Вид Каменец-Подольского (понятное дело, днем) и памятник Михалу Володыевскому.
Мы ходили, словно слепцы в лабиринте, как вдруг услышали музыку. Дискотечное «тру-бу-бу-бу-бу», которое в обычных условиях нас от себя мгновенно бы отбросило, но, бродя в той смоле, среди всех тех черных развалин, мы пошли за ней инстинктивно, словно мыши за гаммельнским флейтистом [115]. Что ни говори, ведь это было манифестацией хоть какой-то цивилизации, какой годно, пускай и низкой. Мы чувствовали себя немного заблудившимися, словно путники в буше, которые — слыша человеческие голоса — идут к лагерю, даже если там их должны порубить и сварить в котле. Но мы шли.
10
Райская Советская Социалистическая Республика
В Симферополе я чувствовал себя словно в Индии. То же самое неумение управляться с пространством, поскольку оно было сотворено кем-то совершенно другим, чем те, которые пользовались им в настоящее время. И экзотика, которая била из каждого фрагмента этого места. И чувство рая. Я знал эту действительность из уже смазанной временем молодости, по временам, когда в понедельники по утрам в еще ПНР-овском телевизоре демонстрировали советские фильмы. Именно в них можно было видеть тех счастливых бомбил, сидящих на складных стульчиках рядом со своими москвичами и плюющих под ноги лузгой от семечек. Или тех социалистических интеллигентов, моих любимых представителей Совдепии [116] — худых, в рубашках с коротким рукавом, сунутых в коричневые брюки, в пенсионерских сандалиях, напяленных на бежевые носки, с очками в роговой оправе. Или тех продавщиц хлебного кваса, сидящих рядом со своими выкрашенными в желтый цвет цистернами с краниками и решающих кроссворды. Все это я уже где-то видел.

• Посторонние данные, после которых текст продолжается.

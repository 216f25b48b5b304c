//! Turns query records into samples.
use std::sync::Arc;

use metrics_util::MetricKind;
use thiserror::Error;

use crate::config::{DataSource, MetricDesc};
use crate::desc::{build_fq_name, Desc, DescCache, DescriptorConflict};
use crate::record::Record;

/// Labels identifying the data source, appended after the dynamic labels of every sample.
pub const IDENTITY_LABELS: [&str; 3] = ["name", "database", "table"];

/// Errors from projecting a record onto a metric.
#[derive(Debug, Error, PartialEq)]
pub enum ProjectionError {
    /// The value field was not present in the record.
    #[error("value field {field} not found in result of metric {metric}")]
    MissingValueField {
        /// Metric name.
        metric: String,
        /// Configured value field.
        field: String,
    },

    /// The value field held something that cannot be turned into a number.
    #[error("value field {field} of metric {metric} holds unsupported {kind} value")]
    UnsupportedValueType {
        /// Metric name.
        metric: String,
        /// Configured value field.
        field: String,
        /// Kind of the value found.
        kind: &'static str,
    },

    /// The metric's descriptor conflicts with an existing one.
    #[error(transparent)]
    DescriptorConflict(#[from] DescriptorConflict),
}

/// A single observation: a value plus the values of its descriptor's labels.
#[derive(Clone, Debug, PartialEq)]
pub struct Sample {
    desc: Arc<Desc>,
    value: f64,
    label_values: Vec<String>,
}

impl Sample {
    /// Creates a sample.
    ///
    /// `label_values` must line up with [`Desc::label_names`].
    pub fn new(desc: Arc<Desc>, value: f64, label_values: Vec<String>) -> Self {
        debug_assert_eq!(desc.label_names().len(), label_values.len());
        Sample { desc, value, label_values }
    }

    /// Descriptor of the metric family.
    pub fn desc(&self) -> &Arc<Desc> {
        &self.desc
    }

    /// The observed value.
    pub fn value(&self) -> f64 {
        self.value
    }

    /// Values of the descriptor's variable labels, in order.
    pub fn label_values(&self) -> &[String] {
        &self.label_values
    }

    /// Gets the value of the label with the given name, including constant labels.
    pub fn label(&self, name: &str) -> Option<&str> {
        self.desc
            .label_names()
            .iter()
            .zip(&self.label_values)
            .chain(self.desc.const_labels().iter().map(|(k, v)| (k, v)))
            .find(|(k, _)| *k == name)
            .map(|(_, v)| v.as_str())
    }
}

/// Projects records onto metric samples, caching descriptors across scrapes.
#[derive(Clone)]
pub struct Projector {
    namespace: String,
    descs: DescCache,
}

impl Projector {
    /// Creates a projector for metrics prefixed with `namespace`.
    pub fn new(namespace: impl Into<String>) -> Self {
        Self { namespace: namespace.into(), descs: DescCache::new() }
    }

    /// Namespace prefixed to every metric name.
    pub fn namespace(&self) -> &str {
        &self.namespace
    }

    /// Gets or builds the descriptor of a metric reported by a driver kind.
    ///
    /// # Errors
    ///
    /// Fails if a descriptor with the same name was already built with a different label schema.
    pub fn desc_for(&self, driver: &str, metric: &MetricDesc) -> Result<Arc<Desc>, DescriptorConflict> {
        let label_names = || metric.variable_label_names().chain(IDENTITY_LABELS.iter().map(|l| (*l).to_owned()));

        self.descs.get_or_build(
            (self.namespace.as_str(), driver, metric.name.as_str()),
            label_names(),
            &metric.const_labels,
            || {
                Desc::new(
                    &build_fq_name(self.namespace.as_str(), driver, metric.name.as_str()),
                    metric.help.clone(),
                    label_names(),
                    &metric.const_labels,
                    MetricKind::Gauge,
                )
            },
        )
    }

    /// Projects one record of a query result onto a sample.
    ///
    /// An empty record yields `0` when the metric allows empty values. Otherwise the value field is
    /// resolved and coerced to a float, while each label field is resolved and stringified, with
    /// missing labels left empty. The data source's server name, database and table are attached
    /// as the final labels.
    ///
    /// # Errors
    ///
    /// Fails if the value field is missing or not numeric, or if the descriptor conflicts.
    pub fn project(
        &self,
        driver: &str,
        source: &DataSource,
        metric: &MetricDesc,
        record: &Record,
    ) -> Result<Sample, ProjectionError> {
        let value = if record.is_empty() && metric.allow_empty_value {
            0.0
        } else {
            let found = record.lookup(&metric.variable_value).ok_or_else(|| {
                ProjectionError::MissingValueField {
                    metric: metric.name.clone(),
                    field: metric.variable_value.clone(),
                }
            })?;
            found.as_f64().ok_or_else(|| ProjectionError::UnsupportedValueType {
                metric: metric.name.clone(),
                field: metric.variable_value.clone(),
                kind: found.kind(),
            })?
        };

        let desc = self.desc_for(driver, metric)?;

        let mut label_values = Vec::with_capacity(metric.variable_labels.len() + IDENTITY_LABELS.len());
        label_values.extend(metric.variable_labels.iter().map(|label| record.label_value(label)));
        label_values.push(source.name.clone());
        label_values.push(source.database.clone());
        label_values.push(source.table.clone());

        Ok(Sample::new(desc, value, label_values))
    }
}
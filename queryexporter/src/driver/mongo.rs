//! MongoDB aggregation pipelines.
use indexmap::IndexMap;
use mongodb::bson::{Bson, Document};
use mongodb::Client;
use scc::HashMap;
use tracing::debug;

use super::{Driver, DriverError, QueryFuture};
use crate::config::DataSource;
use crate::record::{Record, Value};

const BACKEND: &str = "mongo";

/// Runs aggregation pipelines against MongoDB.
///
/// The query is a JSON array of pipeline stages, in [extended JSON] so that types such as dates
/// can be expressed, for example:
///
/// ```json
/// [{"$match": {"status": "active"}}, {"$group": {"_id": "$plan", "value": {"$sum": 1}}}]
/// ```
///
/// The pipeline runs on the data source's `table` collection of its `database`, and every
/// resulting document becomes a record. Object ids are turned into their hex form, dates into
/// milliseconds since the epoch. One client is kept per data source URI.
///
/// [extended JSON]: https://www.mongodb.com/docs/manual/reference/mongodb-extended-json/
#[derive(Default)]
pub struct MongoDriver {
    clients: HashMap<String, Client>,
}

impl MongoDriver {
    /// Creates a driver without any client.
    pub fn new() -> Self {
        Self::default()
    }

    async fn client(&self, uri: &str) -> Result<Client, DriverError> {
        if let Some(client) = self.clients.read_async(uri, |_, c| c.clone()).await {
            return Ok(client);
        }

        let client = Client::with_uri_str(uri)
            .await
            .map_err(|e| DriverError::InvalidUri { uri: uri.to_owned(), reason: e.to_string() })?;
        debug!("created mongo client");

        Ok(self.clients.entry_async(uri.to_owned()).await.or_insert(client).get().clone())
    }
}

fn parse_pipeline(query: &str) -> Result<Vec<Document>, DriverError> {
    let stages: Vec<serde_json::Value> = serde_json::from_str(query)
        .map_err(|e| DriverError::InvalidQuery(format!("pipeline must be a JSON array of stages: {e}")))?;

    stages
        .into_iter()
        .map(|stage| match Bson::try_from(stage) {
            Ok(Bson::Document(stage)) => Ok(stage),
            Ok(other) => Err(DriverError::InvalidQuery(format!("pipeline stage must be a document, got {other}"))),
            Err(e) => Err(DriverError::InvalidQuery(format!("invalid extended JSON in pipeline: {e}"))),
        })
        .collect()
}

fn decode_document(document: Document) -> IndexMap<String, Value> {
    document.into_iter().map(|(key, value)| (key, decode(value))).collect()
}

fn decode(value: Bson) -> Value {
    match value {
        Bson::Null | Bson::Undefined => Value::Null,
        Bson::Boolean(b) => Value::Bool(b),
        Bson::Int32(i) => Value::Int(i64::from(i)),
        Bson::Int64(i) => Value::Int(i),
        Bson::Double(f) => Value::Float(f),
        Bson::String(s) | Bson::Symbol(s) | Bson::JavaScriptCode(s) => Value::String(s),
        Bson::Document(document) => Value::Map(decode_document(document)),
        Bson::Array(items) => Value::Array(items.into_iter().map(decode).collect()),
        Bson::ObjectId(id) => Value::String(id.to_hex()),
        Bson::DateTime(at) => Value::Int(at.timestamp_millis()),
        Bson::Timestamp(ts) => Value::Int(i64::from(ts.time)),
        Bson::Binary(binary) => Value::Bytes(binary.bytes),
        other => Value::String(other.to_string()),
    }
}

impl Driver for MongoDriver {
    fn query<'a>(&'a self, source: &'a DataSource, query: &'a str) -> QueryFuture<'a> {
        Box::pin(async move {
            let pipeline = parse_pipeline(query)?;
            debug!(stages = pipeline.len(), "parsed pipeline");

            let client = self.client(&source.uri).await?;
            let mut cursor = client
                .database(&source.database)
                .collection::<Document>(&source.table)
                .aggregate(pipeline)
                .await
                .map_err(|e| DriverError::backend(BACKEND, e))?;

            let mut records = Vec::new();
            while cursor.advance().await.map_err(|e| DriverError::backend(BACKEND, e))? {
                let document = cursor.deserialize_current().map_err(|e| DriverError::Decode(e.to_string()))?;
                records.push(Record::from(decode_document(document)));
            }
            Ok(records)
        })
    }
}

#[cfg(test)]
mod tests {
    use super::{decode_document, parse_pipeline, MongoDriver};
    use crate::config::DataSource;
    use crate::driver::{Driver, DriverError};
    use crate::record::{Record, Value};
    use mongodb::bson::{doc, oid::ObjectId, DateTime};

    #[test]
    fn test_parse_pipeline() {
        let pipeline = parse_pipeline(
            r#"[{"$match": {"since": {"$gte": {"$date": {"$numberLong": "1700000000000"}}}}}, {"$count": "value"}]"#,
        )
        .unwrap();

        assert_eq!(pipeline.len(), 2);
        let since = pipeline[0].get_document("$match").unwrap().get_document("since").unwrap();
        assert_eq!(since.get_datetime("$gte").unwrap(), &DateTime::from_millis(1_700_000_000_000));
        assert_eq!(pipeline[1].get_str("$count").unwrap(), "value");
    }

    #[test]
    fn test_parse_invalid_pipelines() {
        for query in ["", "{\"$count\": \"value\"}", "[1, 2]", "[{\"$count\": \"value\"}", "get key"] {
            assert!(matches!(parse_pipeline(query), Err(DriverError::InvalidQuery(_))), "query: {query:?}");
        }
        assert!(parse_pipeline("[]").unwrap().is_empty());
    }

    #[test]
    fn test_decode_document() {
        let id = ObjectId::new();
        let record = Record::from(decode_document(doc! {
            "_id": id,
            "value": 42_i32,
            "ratio": 0.5,
            "plan": {"name": "pro", "seats": 10_i64},
            "tags": ["a", "b"],
            "deleted": null,
            "at": DateTime::from_millis(1_000),
        }));

        assert_eq!(record.label_value("_id"), id.to_hex());
        assert_eq!(record.lookup("value").as_deref(), Some(&Value::Int(42)));
        assert_eq!(record.lookup("ratio").as_deref(), Some(&Value::Float(0.5)));
        assert_eq!(record.label_value("plan.name"), "pro");
        assert_eq!(record.lookup("plan.seats").as_deref(), Some(&Value::Int(10)));
        assert_eq!(record.lookup("tags").as_deref(), Some(&Value::Array(vec![Value::from("a"), Value::from("b")])));
        assert_eq!(record.lookup("deleted").as_deref(), Some(&Value::Null));
        assert_eq!(record.lookup("at").as_deref(), Some(&Value::Int(1_000)));
    }

    #[tokio::test]
    async fn test_invalid_uri() {
        let driver = MongoDriver::new();
        let source = DataSource { name: "docs".into(), uri: "redis://localhost".into(), ..Default::default() };

        let err = driver.query(&source, "[]").await.unwrap_err();
        assert!(matches!(err, DriverError::InvalidUri { .. }), "got {err}");
        assert!(driver.clients.is_empty());
    }

    #[tokio::test]
    async fn test_invalid_query_skips_connecting() {
        let driver = MongoDriver::new();
        let source = DataSource { name: "docs".into(), uri: "mongodb://127.0.0.1:1".into(), ..Default::default() };

        let err = driver.query(&source, "db.users.count()").await.unwrap_err();
        assert!(matches!(err, DriverError::InvalidQuery(_)));
        assert!(driver.clients.is_empty());
    }
}
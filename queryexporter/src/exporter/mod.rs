#[cfg(feature = "http-listener")]
use std::future::Future;
#[cfg(feature = "http-listener")]
use std::pin::Pin;

use thiserror::Error;
use tracing::error;

use crate::collector::{Collector, Scrape};
use crate::formatting::render;

/// Error types possible from an exporter
#[derive(Debug, Error)]
pub enum ExporterError {
    /// The listening socket could not be set up or failed.
    #[error("http listener failed: {0}")]
    HttpListener(#[from] std::io::Error),
}

/// Convenience type for Future implementing an exporter.
#[cfg(feature = "http-listener")]
pub type ExporterFuture = Pin<Box<dyn Future<Output = Result<(), ExporterError>> + Send + 'static>>;

/// Handle for running scrapes and rendering their results.
#[derive(Clone)]
pub struct ExporterHandle {
    collector: Collector,
}

impl ExporterHandle {
    pub(crate) fn new(collector: Collector) -> Self {
        Self { collector }
    }

    /// The underlying collector.
    pub fn collector(&self) -> &Collector {
        &self.collector
    }

    /// Runs a scrape.
    pub async fn scrape(&self) -> Scrape {
        self.collector.scrape().await
    }

    /// Runs a scrape and renders it in the Prometheus text exposition format.
    ///
    /// A failed scrape is logged and still rendered: samples gathered before the failure remain
    /// valid, and the failure shows up in the `total_scrapes` counter.
    pub async fn render(&self) -> String {
        let Scrape { samples, result } = self.scrape().await;
        if let Err(e) = result {
            error!(error = %e, "scrape failed");
        }
        render(&samples)
    }
}

#[cfg(feature = "http-listener")]
mod http_listener;

pub(crate) mod builder;
/// Writes a single series line for a sample in the Prometheus [exposition format].
///
/// Dynamic labels come first, in descriptor order, followed by the constant labels. Labels with
/// an empty value are still written.
///
/// [exposition format]: https://github.com/prometheus/docs/blob/main/content/docs/instrumenting/exposition_formats.md#text-format-details
pub fn write_metric_line(buffer: &mut String, sample: &Sample) {
    let desc = sample.desc();
    buffer.push_str(desc.fq_name());

    let labels = desc
        .label_names()
        .iter()
        .zip(sample.label_values())
        .chain(desc.const_labels().iter().map(|(k, v)| (k, v)));

    let mut first = true;
    for (key, value) in labels {
        buffer.push(if first { '{' } else { ',' });
        first = false;
        buffer.push_str(key);
        buffer.push_str("=\"");
        buffer.push_str(&sanitize_label_value(value));
        buffer.push('"');
    }
    if !first {
        buffer.push('}');
    }

    buffer.push(' ');
    write_value(buffer, sample.value());
    buffer.push('\n');
}

fn write_value(buffer: &mut String, value: f64) {
    if value.is_nan() {
        buffer.push_str("NaN");
    } else if value.is_infinite() {
        buffer.push_str(if value.is_sign_positive() { "+Inf" } else { "-Inf" });
    } else {
        let _ = write!(buffer, "{value}");
    }
}

/// Sanitizes a metric name to be valid under the Prometheus [data model].
///
/// [data model]: https://prometheus.io/docs/concepts/data_model/#metric-names-and-labels
pub fn sanitize_metric_name(name: &str) -> String {
    // The first character must be [a-zA-Z_:], and all subsequent characters must be [a-zA-Z0-9_:].
    name.chars()
        .enumerate()
        .map(|(i, c)| {
            if i == 0 && valid_metric_name_start_character(c)
                || i != 0 && valid_metric_name_character(c)
            {
                c
            } else {
                '_'
            }
        })
        .collect()
}

/// Sanitizes a label key to be valid under the Prometheus [data model].
///
/// [data model]: https://prometheus.io/docs/concepts/data_model/#metric-names-and-labels
pub fn sanitize_label_key(key: &str) -> String {
    // The first character must be [a-zA-Z_], and all subsequent characters must be [a-zA-Z0-9_].
    key.chars()
        .enumerate()
        .map(|(i, c)| {
            if i == 0 && valid_label_key_start_character(c)
                || i != 0 && valid_label_key_character(c)
            {
                c
            } else {
                '_'
            }
        })
        .collect()
}

/// Sanitizes a label value to be valid under the Prometheus [data model].
///
/// [data model]: https://prometheus.io/docs/concepts/data_model/#metric-names-and-labels
pub fn sanitize_label_value(value: &str) -> String {
    sanitize_label_value_or_description(value, false)
}

/// Sanitizes a metric description to be valid under the Prometheus [exposition format].
///
/// [exposition format]: https://github.com/prometheus/docs/blob/main/content/docs/instrumenting/exposition_formats.md#text-format-details
pub fn sanitize_description(value: &str) -> String {
    sanitize_label_value_or_description(value, true)
}

fn sanitize_label_value_or_description(value: &str, is_desc: bool) -> String {
    // All Unicode characters are valid, but backslashes, double quotes, and line feeds must be
    // escaped.
    let mut sanitized = String::with_capacity(value.len());

    let mut previous_backslash = false;
    for c in value.chars() {
        match c {
            // Any raw newlines get escaped, period.
            '\n' => sanitized.push_str("\\n"),
            // Any double quote we see gets escaped, but only for label values, not descriptions.
            '"' if !is_desc => {
                previous_backslash = false;
                sanitized.push_str("\\\"");
            }
            // If we see a backslash, we might be either seeing one that is being used to escape
            // something, or seeing one that has being escaped. If our last character was a
            // backslash, then we know this one has already been escaped, and we just emit the
            // escaped backslash.
            '\\' => {
                if previous_backslash {
                    // This backslash was preceded by another backslash, so we can safely emit an
                    // escaped backslash.
                    sanitized.push_str("\\\\");
                }

                // This may or may not be a backslash that is about to escape something else, so if
                // we toggle the value here: if it was false, then we're marking ourselves as having
                // seen a previous backslash (duh) or we just emitted an escaped backslash and now
                // we're clearing the flag.
                previous_backslash = !previous_backslash;
            }
            c => {
                // If we had a backslash in holding, and we're here, we know it wasn't escaping
                // something we care about, so it's on its own, and we emit an escaped backslash,
                // before emitting the actual character we're handling.
                if previous_backslash {
                    previous_backslash = false;
                    sanitized.push_str("\\\\");
                }
                sanitized.push(c);
            }
        }
    }

    // Handle any dangling backslash by writing it out in an escaped fashion.
    if previous_backslash {
        sanitized.push_str("\\\\");
    }

    sanitized
}

#[inline]
fn valid_metric_name_start_character(c: char) -> bool {
    // Essentially, needs to match the regex pattern of [a-zA-Z_:].
    c.is_ascii_alphabetic() || c == '_' || c == ':'
}

#[inline]
fn valid_metric_name_character(c: char) -> bool {
    // Essentially, needs to match the regex pattern of [a-zA-Z0-9_:].
    c.is_ascii_alphanumeric() || c == '_' || c == ':'
}

#[inline]
fn valid_label_key_start_character(c: char) -> bool {
    // Essentially, needs to match the regex pattern of [a-zA-Z_].
    c.is_ascii_alphabetic() || c == '_'
}

#[inline]
fn valid_label_key_character(c: char) -> bool {
    // Essentially, needs to match the regex pattern of [a-zA-Z0-9_].
    c.is_ascii_alphanumeric() || c == '_'
}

Воздух был желтым и густым, зелень — насыщенной, как будто бы кто-то подрихтовал ее в фотошопе. Вся эта реальность распадалась, осыпалась в прах, но все жили в этих руинах счастливо, во всяком случае — так это казалось. Как будто бы они черпали откуда-то некую чудаковатую уверенность, будто бы Некто, какое-то Высшее Существо все это когда-то за них исправит — отремонтирует дома, залатает дыры в мостовых и на тротуарах, замажет все трещины раствором. Это неправда, будто бы коммунизм был атеистической идеологией. Ну да, доктрина предполагала, что никакого бога на небе нет, но жители коммунистического мира в нечто вроде бога все же верили. Правда, бога земного, который регулирует все будничные дела и проблемы. То, что это божище было неспособным — дело другое. Но оно существовало. То есть — тогда существовало. Потому что, в конце концов, оно удавилось собственной же блевотиной, как Бон Скотт из AC/DC и Джимми Хендрикс. И умерло.
Ту поездку я помню как будто сквозь сон. В Симферополе купил билет на электричку до Бахчисарая. Я сидел на деревянной лавке и через окно глядел на замусоренную степь, которая через какое-то время сменилась складчатым пейзажем с небольшими горами. Те горы выглядели так, словно их кто-то разрезал ножом, так что все содержимое рассыпалось на землю.
В электричке какие-то ребята играли на гитарах. На каждой остановке стояли бабушки, торгующие чебураками [117], которые они жарили, полностью погружая их в отвратительное, старое масло. По поезду ходили бродячие продавцы пива. Сам я избегал групп польских «туристов», лазивших по всему составу, предварительно накачавшись «Вигором», и ищущих русских, которые желали бы с ними выпить. Меня они тоже избегали.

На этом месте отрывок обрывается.